Durante los últimos 15 años se ha demostrado que la electroporación representa el método ideal para la transfección de células troncoembrionarias de ratón; sin embargo, demanda grandes cantidades de ADN y células, así como equipo caro y delicado, ello hace que este proceso sea costoso y laborioso. La lipofección es un método de transfección que requiere menos de células y ADN que la electroporación; asimismo, ha probado ser eficiente en gran número de líneas celulares. Se ha demostrado que después de lipofectar células troncoembrionarias de ratón, éstas mantienen su pluripotencia y son capaces de formar quimeras de línea germinal y se transfectan con mayor eficiencia que con electroporación, pero no se ha notificado la mutagénesis dirigida mediante la lipofección de células troncoembrionarias de ratón. El objetivo del presente trabajo fue saber si la lipofección puede ser utilizada con la misma o mayor eficiencia que la electroporación para los protocolos regulares de mutagénesis dirigida; en este contexto, se compara la eficiencia en mutagénesis dirigida entre estas técnicas en células troncoembrionarias de ratón E14TG2a, utilizando un vector de reemplazo.

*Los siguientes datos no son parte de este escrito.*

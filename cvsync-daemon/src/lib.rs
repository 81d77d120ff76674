//! Scheduled sync daemon: interval scheduler, signal handling, logging setup,
//! and rotation of the dated log file.

mod error;
pub mod log_rotation;
pub mod logging;
pub mod paths;
mod runtime;

pub use error::DaemonError;
pub use runtime::{
    run, scheduler_loop, scheduler_loop_with_clock, start_blocking, CycleRunner, CycleSummary,
    LiveCycle, Trigger, WallClock,
};
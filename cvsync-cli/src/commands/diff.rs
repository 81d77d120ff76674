//! `cvsync diff`: fetch both systems and show the planned writes.

use std::path::Path;

use anyhow::{Context, Result};
use clap::Args;
use colored::Colorize;
use serde::Serialize;

use cvsync_sync::{department, employee, DepartmentPlan, EmployeePlan};

use super::{connect, load_config, runtime};

/// Arguments for `cvsync diff`.
#[derive(Args, Debug)]
pub struct DiffArgs {
    /// Emit the plans as JSON.
    #[arg(long)]
    pub json: bool,
}

#[derive(Debug, Serialize)]
struct Plans {
    departments: DepartmentPlan,
    employees: EmployeePlan,
}

impl DiffArgs {
    pub fn run(self, config_path: Option<&Path>) -> Result<()> {
        let config = load_config(config_path)?;

        let plans = runtime()?.block_on(async {
            let (meta, cv) = connect(&config).await?;
            let departments = department::fetch_and_plan(&meta, &cv, &config.sync)
                .await
                .context("failed to plan departments")?;
            let employees = employee::fetch_and_plan(&meta, &cv, &config.sync)
                .await
                .context("failed to plan employees")?;
            anyhow::Ok(Plans {
                departments,
                employees,
            })
        })?;

        if self.json {
            println!(
                "{}",
                serde_json::to_string_pretty(&plans).context("failed to serialize plans")?
            );
            return Ok(());
        }

        print_plans(&plans);
        Ok(())
    }
}

fn print_plans(plans: &Plans) {
    if plans.departments.is_empty() && plans.employees.is_empty() {
        println!("No differences.");
        return;
    }

    let d = &plans.departments;
    if !d.is_empty() {
        println!("{}", "DEPARTMENTS".bold());
        for dept in &d.to_create {
            println!("  {} {} {}", "+".green(), dept.code, dept.name);
        }
        for code in &d.to_delete {
            println!("  {} {code}", "-".red());
        }
    }

    let e = &plans.employees;
    if !e.is_empty() {
        println!("{}", "EMPLOYEES".bold());
        for person in &e.to_create {
            println!(
                "  {} {} {} {} (dept {})",
                "+".green(),
                person.pin,
                person.name,
                person.last_name,
                person.dept_code
            );
        }
        for person in &e.to_update {
            let access = if person.access_allowed() { "enabled" } else { "disabled" };
            println!(
                "  {} {} {} {} (dept {}, {access})",
                "~".yellow(),
                person.pin,
                person.name,
                person.last_name,
                person.dept_code
            );
        }
        for pin in &e.to_delete {
            println!("  {} {pin}", "-".red());
        }
    }

    println!(
        "{} department(s) to create, {} to delete; {} person(s) to create, {} to update, {} to delete",
        d.to_create.len(),
        d.to_delete.len(),
        e.to_create.len(),
        e.to_update.len(),
        e.to_delete.len(),
    );
}
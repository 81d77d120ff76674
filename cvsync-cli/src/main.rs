//! cvsync: mirror MetaContrata subcontractors and employees into CVSecurity.
//!
//! # Usage
//!
//! ```text
//! cvsync sync [--config <path>] [--only departments|employees] [--dry-run]
//! cvsync diff [--config <path>] [--json]
//! cvsync daemon [--config <path>]
//! cvsync config show|check [--config <path>]
//! ```

mod commands;

use std::path::PathBuf;

use anyhow::Result;
use clap::{Parser, Subcommand};

use commands::{config::ConfigCommand, daemon::DaemonArgs, diff::DiffArgs, sync::SyncArgs};

// ---------------------------------------------------------------------------
// CLI entry point
// ---------------------------------------------------------------------------

#[derive(Parser, Debug)]
#[command(
    name = "cvsync",
    version,
    about = "Reconcile CVSecurity departments and persons against MetaContrata",
    long_about = None,
)]
struct Cli {
    /// Path to config.toml (default: ./config.toml, then the user config dir).
    #[arg(long, global = true, value_name = "PATH")]
    config: Option<PathBuf>,

    #[command(subcommand)]
    command: Commands,
}

#[derive(Subcommand, Debug)]
enum Commands {
    /// Run one reconciliation cycle.
    Sync(SyncArgs),

    /// Show the writes a cycle would issue, without writing.
    Diff(DiffArgs),

    /// Run the scheduler in the foreground until interrupted.
    Daemon(DaemonArgs),

    /// Inspect the configuration file.
    Config {
        #[command(subcommand)]
        command: ConfigCommand,
    },
}

// ---------------------------------------------------------------------------
// Main
// ---------------------------------------------------------------------------

fn main() -> Result<()> {
    let cli = Cli::parse();
    let config = cli.config.as_deref();
    match cli.command {
        Commands::Sync(args) => args.run(config),
        Commands::Diff(args) => args.run(config),
        Commands::Daemon(args) => args.run(config),
        Commands::Config { command } => commands::config::run(command, config),
    }
}
//! Batch executor.
//!
//! Splits a write set into contiguous chunks and hands them to an async
//! operation one at a time. A chunk is awaited before the next one starts, so
//! CVSecurity never sees concurrent bulk writes from this process.
//!
//! There is no rollback: when a chunk fails, chunks already applied stay
//! applied and the remaining ones are never sent.

use std::future::Future;

/// What a fully successful [`run_in_batches`] call did.
#[derive(Debug, Clone, Copy, PartialEq, Eq, Default)]
pub struct BatchOutcome {
    pub batches: usize,
    pub items: usize,
}

/// The first failing chunk of a [`run_in_batches`] call.
#[derive(Debug)]
pub struct BatchFailure<E> {
    /// 1-based index of the failing batch.
    pub batch: usize,
    /// Batches (and their items) that were applied before the failure.
    pub applied: BatchOutcome,
    pub error: E,
}

/// Partition `items` into chunks of at most `batch_size` and run `operation`
/// on each, sequentially.
///
/// A `batch_size` of zero yields no chunks at all.
pub async fn run_in_batches<T, F, Fut, E>(
    items: Vec<T>,
    batch_size: usize,
    mut operation: F,
) -> Result<BatchOutcome, BatchFailure<E>>
where
    F: FnMut(Vec<T>) -> Fut,
    Fut: Future<Output = Result<(), E>>,
{
    let mut applied = BatchOutcome::default();
    if batch_size == 0 {
        return Ok(applied);
    }

    let total = items.len().div_ceil(batch_size);
    let mut remaining = items.into_iter().peekable();

    while remaining.peek().is_some() {
        let chunk: Vec<T> = remaining.by_ref().take(batch_size).collect();
        let size = chunk.len();
        let batch = applied.batches + 1;

        tracing::info!(batch, of = total, size, "submitting batch");
        if let Err(error) = operation(chunk).await {
            return Err(BatchFailure {
                batch,
                applied,
                error,
            });
        }

        applied.batches += 1;
        applied.items += size;
    }

    Ok(applied)
}

// ---------------------------------------------------------------------------
// Tests
// ---------------------------------------------------------------------------
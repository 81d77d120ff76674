//! ZKBio CVSecurity REST client.
//!
//! Responses are wrapped in `{code, message, data}`; `code == 0` means
//! success. Every request carries the API key as the `access_token` query
//! parameter. Listing endpoints are paged with `pageNo` (1-based) and
//! `pageSize`; a page shorter than `pageSize` is the last one.

use std::fmt;
use std::time::Duration;

use async_trait::async_trait;
use reqwest::{Client, Method, Url};
use serde::de::DeserializeOwned;
use serde::{Deserialize, Serialize};
use serde_json::Value;
use tracing::Instrument;

use cvsync_core::{BusinessCode, CvConfig, TargetDepartment, TargetPerson};
use cvsync_sync::{ServiceResult, TargetDirectory};

use crate::error::{base_url, join, ClientError};

const SERVICE: &str = "CVSecurity";

/// Upper bound on listing pages per call.
const MAX_PAGES: usize = 10_000;

#[derive(Deserialize)]
struct Envelope {
    code: i64,
    #[serde(default)]
    message: Option<String>,
    #[serde(default)]
    data: Value,
}

#[derive(Serialize)]
struct DeletePins<'a> {
    pins: &'a [BusinessCode],
}

pub struct CvClient {
    http: Client,
    base: Url,
    token: String,
    page_size: usize,
}

impl fmt::Debug for CvClient {
    fn fmt(&self, f: &mut fmt::Formatter<'_>) -> fmt::Result {
        f.debug_struct("CvClient")
            .field("base", &self.base.as_str())
            .field("page_size", &self.page_size)
            .finish_non_exhaustive()
    }
}

impl CvClient {
    pub fn new(config: &CvConfig) -> Result<Self, ClientError> {
        let host = config.base_url.trim_end_matches('/');
        let base = match config.port {
            Some(port) => base_url(&format!("{host}:{port}"))?,
            None => base_url(host)?,
        };
        let http = Client::builder()
            .danger_accept_invalid_certs(config.ignore_ssl)
            .timeout(Duration::from_secs(config.timeout_secs))
            .build()
            .map_err(ClientError::Build)?;

        if config.ignore_ssl {
            tracing::warn!(%base, "TLS certificate verification disabled for CVSecurity");
        }

        Ok(Self {
            http,
            base,
            token: config.api_key.clone(),
            page_size: config.page_size.max(1),
        })
    }

    pub async fn departments(&self) -> Result<Vec<TargetDepartment>, ClientError> {
        self.list_paged(Method::GET, "api/department/getDepartmentList", "department list")
            .await
    }

    pub async fn add_department(&self, department: &TargetDepartment) -> Result<(), ClientError> {
        self.send(
            Method::POST,
            self.url("api/department/add")?,
            Some(department),
            "department add",
        )
        .await
        .map(drop)
    }

    pub async fn remove_department(&self, code: &BusinessCode) -> Result<(), ClientError> {
        let mut url = self.url("api/department/delete")?;
        url.path_segments_mut()
            .map_err(|()| ClientError::InvalidUrl {
                url: self.base.to_string(),
                reason: "cannot carry a path".into(),
            })?
            .push(code.as_str());
        self.send::<()>(Method::POST, url, None, "department delete")
            .await
            .map(drop)
    }

    pub async fn persons(&self) -> Result<Vec<TargetPerson>, ClientError> {
        self.list_paged(Method::POST, "api/person/getPersonList", "person list")
            .await
    }

    pub async fn add_persons(&self, persons: &[TargetPerson]) -> Result<(), ClientError> {
        self.send(
            Method::POST,
            self.url("api/person/addPersons")?,
            Some(persons),
            "person bulk add",
        )
        .await
        .map(drop)
    }

    pub async fn delete_persons(&self, pins: &[BusinessCode]) -> Result<(), ClientError> {
        self.send(
            Method::POST,
            self.url("api/person/deletePersons")?,
            Some(&DeletePins { pins }),
            "person bulk delete",
        )
        .await
        .map(drop)
    }

    fn url(&self, endpoint: &str) -> Result<Url, ClientError> {
        join(&self.base, endpoint)
    }

    /// Fetch pages until a short one. A page identical to the previous one
    /// means the server ignores `pageNo`, which would otherwise never end.
    async fn list_paged<T: DeserializeOwned>(
        &self,
        method: Method,
        endpoint: &str,
        operation: &'static str,
    ) -> Result<Vec<T>, ClientError> {
        let mut all = Vec::new();
        let mut previous = Value::Null;
        for page_no in 1..=MAX_PAGES {
            let mut url = self.url(endpoint)?;
            url.query_pairs_mut()
                .append_pair("pageNo", &page_no.to_string())
                .append_pair("pageSize", &self.page_size.to_string());

            let data = self.send::<()>(method.clone(), url, None, operation).await?;
            if page_no > 1 && data == previous {
                return Err(ClientError::Paging {
                    operation,
                    reason: format!("page {page_no} repeats page {}", page_no - 1),
                });
            }
            let page: Vec<T> = if data.is_null() {
                Vec::new()
            } else {
                serde_json::from_value(data.clone())
                    .map_err(|source| ClientError::Decode { operation, source })?
            };

            let len = page.len();
            all.extend(page);
            tracing::debug!(operation, page_no, len, "fetched page");
            if len < self.page_size {
                return Ok(all);
            }
            previous = data;
        }
        Err(ClientError::Paging {
            operation,
            reason: format!("more than {MAX_PAGES} pages"),
        })
    }

    /// Issue one call and unwrap the envelope, returning `data`.
    async fn send<B: Serialize + ?Sized>(
        &self,
        method: Method,
        mut url: Url,
        body: Option<&B>,
        operation: &'static str,
    ) -> Result<Value, ClientError> {
        // Logged and reported without the token.
        let shown = url.to_string();
        url.query_pairs_mut().append_pair("access_token", &self.token);
        let span = tracing::debug_span!("cvsecurity.request", operation, url = %shown);

        async move {
            let mut request = self.http.request(method, url);
            if let Some(body) = body {
                request = request.json(body);
            }

            let response = request
                .send()
                .await
                .map_err(|e| ClientError::http(&shown, e))?;
            let status = response.status();
            if !status.is_success() {
                return Err(ClientError::Status { url: shown, status });
            }
            let bytes = response
                .bytes()
                .await
                .map_err(|e| ClientError::http(&shown, e))?;

            let envelope: Envelope = serde_json::from_slice(&bytes)
                .map_err(|source| ClientError::Decode { operation, source })?;
            if envelope.code != 0 {
                return Err(ClientError::Api {
                    service: SERVICE,
                    operation,
                    message: envelope
                        .message
                        .unwrap_or_else(|| format!("code {}", envelope.code)),
                });
            }
            Ok(envelope.data)
        }
        .instrument(span)
        .await
    }
}

#[async_trait]
impl TargetDirectory for CvClient {
    async fn list_departments(&self) -> ServiceResult<Vec<TargetDepartment>> {
        Ok(self.departments().await?)
    }

    async fn create_or_update_department(
        &self,
        department: &TargetDepartment,
    ) -> ServiceResult<()> {
        Ok(self.add_department(department).await?)
    }

    async fn delete_department(&self, code: &BusinessCode) -> ServiceResult<()> {
        Ok(self.remove_department(code).await?)
    }

    async fn list_persons(&self) -> ServiceResult<Vec<TargetPerson>> {
        Ok(self.persons().await?)
    }

    async fn bulk_create_or_update_persons(&self, persons: &[TargetPerson]) -> ServiceResult<()> {
        Ok(self.add_persons(persons).await?)
    }

    async fn bulk_delete_persons(&self, pins: &[BusinessCode]) -> ServiceResult<()> {
        Ok(self.delete_persons(pins).await?)
    }
}
//! `cvsync config`: inspect the configuration file.

use std::path::Path;

use anyhow::{Context, Result};
use clap::Subcommand;
use colored::Colorize;

use cvsync_core::config::resolve_path;
use cvsync_core::Config;

#[derive(Subcommand, Debug)]
pub enum ConfigCommand {
    /// Print the resolved configuration with secrets masked.
    Show,
    /// Load and validate the configuration.
    Check,
}

pub fn run(command: ConfigCommand, config_path: Option<&Path>) -> Result<()> {
    let path = resolve_path(config_path).context("failed to locate configuration")?;
    let config = Config::load_at(&path)
        .with_context(|| format!("invalid configuration at {}", path.display()))?;

    match command {
        ConfigCommand::Show => {
            let rendered = config
                .redacted()
                .to_toml()
                .context("failed to render configuration")?;
            println!("# {}", path.display());
            print!("{rendered}");
        }
        ConfigCommand::Check => {
            println!("{} {} is valid", "✓".green().bold(), path.display());
        }
    }
    Ok(())
}
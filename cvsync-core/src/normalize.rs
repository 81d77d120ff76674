//! Field normalizer.
//!
//! CVSecurity rejects person names containing anything but ASCII letters and
//! whitespace, and its API (not its UI) caps each name field at 25 characters.
//! Department names may additionally carry digits.

use std::fmt;
use std::str::FromStr;

use crate::error::NormalizeError;

/// Maximum length CVSecurity accepts for `name` / `lastName`.
pub const NAME_MAX_LEN: usize = 25;

/// Which characters [`clean_string`] keeps besides whitespace.
#[derive(Debug, Clone, Copy, PartialEq, Eq)]
pub enum CleanMode {
    /// `[A-Za-z0-9]` plus whitespace.
    Alphanumeric,
    /// `[A-Za-z]` plus whitespace.
    Alphabetic,
}

impl CleanMode {
    fn keeps(self, c: char) -> bool {
        match self {
            CleanMode::Alphanumeric => c.is_ascii_alphanumeric() || c.is_whitespace(),
            CleanMode::Alphabetic => c.is_ascii_alphabetic() || c.is_whitespace(),
        }
    }
}

impl fmt::Display for CleanMode {
    fn fmt(&self, f: &mut fmt::Formatter<'_>) -> fmt::Result {
        match self {
            CleanMode::Alphanumeric => write!(f, "alphanumeric"),
            CleanMode::Alphabetic => write!(f, "alphabetic"),
        }
    }
}

impl FromStr for CleanMode {
    type Err = NormalizeError;

    fn from_str(s: &str) -> Result<Self, Self::Err> {
        match s {
            "alphanumeric" => Ok(CleanMode::Alphanumeric),
            "alphabetic" => Ok(CleanMode::Alphabetic),
            other => Err(NormalizeError::InvalidMode(other.to_owned())),
        }
    }
}

/// Drop every character `mode` does not keep, then trim surrounding whitespace.
///
/// Inner whitespace survives untouched: `"Dept #1 (North)"` becomes
/// `"Dept 1 North"`.
pub fn clean_string(text: &str, mode: CleanMode) -> String {
    let kept: String = text.chars().filter(|c| mode.keeps(*c)).collect();
    kept.trim().to_owned()
}

/// Clean both name parts as alphabetic and cap each at [`NAME_MAX_LEN`].
pub fn normalize_full_name(first_name: &str, last_name: &str) -> (String, String) {
    normalize_full_name_with(first_name, last_name, NAME_MAX_LEN)
}

/// [`normalize_full_name`] with an explicit per-field limit.
///
/// Truncation runs after cleaning so stripped characters never count against
/// the limit.
pub fn normalize_full_name_with(
    first_name: &str,
    last_name: &str,
    max_len: usize,
) -> (String, String) {
    (
        truncate_chars(&clean_string(first_name, CleanMode::Alphabetic), max_len),
        truncate_chars(&clean_string(last_name, CleanMode::Alphabetic), max_len),
    )
}

fn truncate_chars(text: &str, max_len: usize) -> String {
    text.chars().take(max_len).collect()
}

// ---------------------------------------------------------------------------
// Tests
// ---------------------------------------------------------------------------

#[cfg(test)]
mod tests {
    use rstest::rstest;

    use super::*;

    #[rstest]
    #[case("O'Brien-Smith 2nd", CleanMode::Alphabetic, "OBrienSmith nd")]
    #[case("Dept #1 (North)", CleanMode::Alphanumeric, "Dept 1 North")]
    #[case("  José  Núñez ", CleanMode::Alphabetic, "Jos  Nez")]
    #[case("\tTabs\nand lines\t", CleanMode::Alphabetic, "Tabs\nand lines")]
    #[case("!!!", CleanMode::Alphanumeric, "")]
    #[case("", CleanMode::Alphabetic, "")]
    fn clean_string_cases(#[case] input: &str, #[case] mode: CleanMode, #[case] expected: &str) {
        assert_eq!(clean_string(input, mode), expected);
    }

    #[test]
    fn unknown_mode_is_rejected() {
        let err = "numeric".parse::<CleanMode>().unwrap_err();
        assert_eq!(err, NormalizeError::InvalidMode("numeric".to_string()));
        assert!(err.to_string().contains("numeric"));
    }

    #[test]
    fn mode_names_round_trip_through_display() {
        for mode in [CleanMode::Alphanumeric, CleanMode::Alphabetic] {
            assert_eq!(mode.to_string().parse::<CleanMode>(), Ok(mode));
        }
    }

    #[test]
    fn long_names_are_capped_independently() {
        let (first, last) = normalize_full_name(&"A".repeat(30), &"B".repeat(30));
        assert_eq!(first, "A".repeat(25));
        assert_eq!(last, "B".repeat(25));
    }

    #[test]
    fn stripped_characters_do_not_count_against_the_limit() {
        let first = format!("{}{}", "-".repeat(10), "C".repeat(25));
        let (first, _) = normalize_full_name(&first, "x");
        assert_eq!(first, "C".repeat(25));
    }

    #[test]
    fn short_names_pass_through() {
        assert_eq!(
            normalize_full_name("Ana", "García López"),
            ("Ana".to_string(), "Garca Lpez".to_string())
        );
    }

    #[test]
    fn custom_limit_is_honoured() {
        let (first, last) = normalize_full_name_with("Maximilian", "Featherstone", 4);
        assert_eq!(first, "Maxi");
        assert_eq!(last, "Feat");
    }
}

Entre las células transfectadas no se hallan diferencias en la eficiencia en mutagénesis dirigida entre grupos; sin embargo, los resultados que aquí se ofrecen muestran que la lipofección es tres veces más eficiente en la transfección, lo cual indica que la lipofección es un método alternativo menos costoso para obtener mutagénesis dirigida en células troncoembrionarias de ratón.